Finished writing 4 items to table


In [28]:
# Return table item
gis.content.get(table_item)

An idea, is to have this table showcased for your users to view and see.  

As a system admin, we have this item on our home page, shared with the Organisation.

Knowing that there is an item shared with the organisation that lists out stale items changes the behaviour of your users to keep on top of cleaning up their own clutter.  

No-one wants to make it onto the name and shame list!

## Notifying Users

There are various ways you can notify your users.  
- Send them an email
- Make a comment on their item
- Push a notification to them in the portal
- Push a message to another service such as Slack or a private Microsoft Teams message (via Microsoft Automate)

For this notebook, we are taking the approach of notifying the item owner through:
- commenting on the item (unless it is shared public/everyone)
- this sends them an email notification about the comment
- make sure we only send them one comment per item to avoid spamming them every time the notebook runs.


**Before running the below cells, make sure you are happy notifying your users about these items**

Optional, but we want to avoid making comments on public items for the world to see.  
The following cell filters the table down further to remove public items.  


In [30]:
stale_items = dest_fl.query(where="access <> 'public' ")
print(f"Non public items: {len(stale_items)}")

Non public items: 2


Define a function that will check to see if this script has already notified these item owners before.

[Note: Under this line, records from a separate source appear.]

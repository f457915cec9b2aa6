use anyhow::{Result, bail};
use chrono::NaiveDate;
use chrono_tz::Tz;
use serde::Serialize;
use tabled::{Table, Tabled, settings::Style};

use mealbot_core::cache::MealCache;
use mealbot_core::models::{SelectOutcome, Selection};
use mealbot_core::selection::SelectionStore;
use mealbot_core::week::Week;

use super::helpers::{json_error, parse_date, truncate};

#[derive(Serialize)]
struct WeekView<'a> {
    user_id: i64,
    week: Week,
    selections: &'a [Selection],
}

pub(crate) fn cmd_week(
    store: &SelectionStore,
    tz: Tz,
    user_id: i64,
    date: Option<String>,
    json: bool,
) -> Result<()> {
    let week = Week::containing(parse_date(date, tz)?);
    let selections = store.selections_for_week(user_id, &week)?;

    if json {
        let view = WeekView {
            user_id,
            week,
            selections: &selections,
        };
        println!("{}", serde_json::to_string_pretty(&view)?);
        return Ok(());
    }

    println!("Week of {week}");
    if selections.is_empty() {
        eprintln!("No meals selected. Use `mealbot select` or the bot's /meals.");
    } else {
        print_week_table(&week, &selections);
    }
    Ok(())
}

fn print_week_table(week: &Week, selections: &[Selection]) {
    #[derive(Tabled)]
    struct DayRow {
        #[tabled(rename = "Day")]
        day: String,
        #[tabled(rename = "Date")]
        date: NaiveDate,
        #[tabled(rename = "Meal")]
        meal: String,
    }

    let rows: Vec<DayRow> = week
        .days()
        .into_iter()
        .map(|date| DayRow {
            day: date.format("%a").to_string(),
            date,
            meal: selections
                .iter()
                .find(|s| s.selected_date == date)
                .map_or_else(|| "-".to_string(), |s| truncate(&s.meal_name, 40)),
        })
        .collect();

    println!("{}", Table::new(&rows).with(Style::rounded()));
}

pub(crate) fn cmd_select(
    cache: &MealCache,
    store: &SelectionStore,
    user_id: i64,
    meal_name: &str,
    date: Option<String>,
    json: bool,
) -> Result<()> {
    let date = parse_date(date, cache.timezone())?;
    let Some(meal) = cache.lookup(meal_name)? else {
        bail!("Meal '{}' is not on the menu. Use `mealbot meals` to list it", meal_name.trim());
    };

    let outcome = store.select(user_id, meal.id, date)?;

    if json {
        println!("{}", serde_json::to_string_pretty(&outcome)?);
    } else {
        let s = outcome.selection();
        match &outcome {
            SelectOutcome::Created { .. } => {
                println!("Selected '{}' for {}", s.meal_name, s.selected_date);
            }
            SelectOutcome::Replaced { previous, .. } => println!(
                "Selected '{}' for {} (was '{}')",
                s.meal_name, s.selected_date, previous.meal_name
            ),
            SelectOutcome::Unchanged { .. } => {
                println!("'{}' was already selected for {}", s.meal_name, s.selected_date);
            }
        }
    }

    Ok(())
}

pub(crate) fn cmd_clear(
    store: &SelectionStore,
    tz: Tz,
    user_id: i64,
    date: Option<String>,
    json: bool,
) -> Result<()> {
    let date = parse_date(date, tz)?;
    let removed = store.clear(user_id, date)?;

    if json {
        if removed {
            println!("{}", serde_json::json!({ "cleared": date }));
        } else {
            println!("{}", json_error(&format!("No selection on {date}")));
        }
    } else if removed {
        println!("Cleared selection for {date}");
    } else {
        eprintln!("No selection on {date}");
    }

    Ok(())
}

#[cfg(test)]
mod tests {
    use super::*;
    use mealbot_core::db::Database;
    use mealbot_core::source::StaticSource;

    async fn setup() -> (MealCache, SelectionStore) {
        let db = Database::open_in_memory().unwrap().into_shared();
        let cache = MealCache::new(db.clone(), Tz::UTC).unwrap();
        cache
            .refresh(&StaticSource::new(["Oatmeal", "Salad"]))
            .await
            .unwrap();
        (cache, SelectionStore::new(db))
    }

    #[tokio::test]
    async fn test_select_by_name() {
        let (cache, store) = setup().await;
        cmd_select(&cache, &store, 42, " Salad ", Some("2024-06-03".into()), false).unwrap();

        let monday = NaiveDate::from_ymd_opt(2024, 6, 3).unwrap();
        assert_eq!(store.get(42, monday).unwrap().unwrap().meal_name, "Salad");
        cmd_week(&store, Tz::UTC, 42, Some("2024-06-05".into()), true).unwrap();
    }

    #[tokio::test]
    async fn test_select_unknown_name() {
        let (cache, store) = setup().await;
        let err = cmd_select(&cache, &store, 42, "Tacos", None, false).unwrap_err();
        assert!(err.to_string().contains("not on the menu"));
    }

    #[tokio::test]
    async fn test_clear() {
        let (cache, store) = setup().await;
        let date = Some("2024-06-04".to_string());
        cmd_select(&cache, &store, 42, "Oatmeal", date.clone(), false).unwrap();
        cmd_clear(&store, Tz::UTC, 42, date.clone(), false).unwrap();

        let tuesday = NaiveDate::from_ymd_opt(2024, 6, 4).unwrap();
        assert!(store.get(42, tuesday).unwrap().is_none());
        // Clearing again is not an error
        cmd_clear(&store, Tz::UTC, 42, date, true).unwrap();
    }
}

We only want to make one comment.  If they decide to ignore it, no problem.  We won't mention it again.


In [31]:
def check_comments(item):
    if not item.comments:
        #print(f"no comments on {item.title}, TRUE")
        return True
    else:
        comment_lst = []
        for c in item.comments:
            #print(c.get('comment')) 
            text = c.get('comment')
            if text.startswith("⚠️"):  
                #print('This comment is a prior notification, FALSE')
                comment_lst.append(False)
                #return False
            else:
                #print('This comment something else')
                comment_lst.append(True)
    
    # Any of the comments a prior notification?  If so, return false
    if False in comment_lst:
        return False
    else:
        return True

Look at the items and remove any with previous notification comments, and then make comments.

In [32]:
remove_lst = []
for f in stale_items.features:
    item = gis.content.get(f.get_value('id'))
    print(f"Checking comments on {item.title}...")
    notify = check_comments(item)
    if not notify:
        # Build up a list of items to remove from featureset
        remove_lst.append(f)
    else:
        continue
            
# remove 'items' from featureset that have notification comments
for i in remove_lst:
    stale_items.features.remove(i)
    
print(f"Items to Notify: {len(stale_items)}")
#print(stale_items.df["title"])

# Add a notification comment to the items:

from datetime import datetime

# Exit if there are no items to notify
if len(stale_items) == 0:
    #print("No items to notify")
    raise SystemExit("Stop right there!")

for i in stale_items:
    # Fetch some values to use in comment
    item = gis.content.get(i.get_value('id'))
    size = round(i.get_value('size_mb'), 2)
    views_60d = i.get_value('numViews60d')
    first_name = i.get_value('FirstName')
    item.add_comment(f"⚠️ AUTOMATED NOTIFCATION: Hi {first_name}. This item is {size} MB and has had {views_60d} views in the last 60 days.  Please consider if you still need it and if it can be deleted or a copy made offline.  If you still need it, no need to worry, it won't be deleted.")
    # Update ReminderSent field to todays date
    dt_string = datetime.now().strftime('%Y-%m-%d %H:%M:%S')
    i.set_value(field_name = "ReminderSent", value = dt_string)
    results = dest_fl.edit_features(updates=stale_items)

#print(f"{len(results)} items commented on")
print("FINISHED!!!")

Checking comments on AU DLO_Attendance_Report...
Checking comments on Hub Events...
Items to Notify: 2
3 items commented on
FINISHED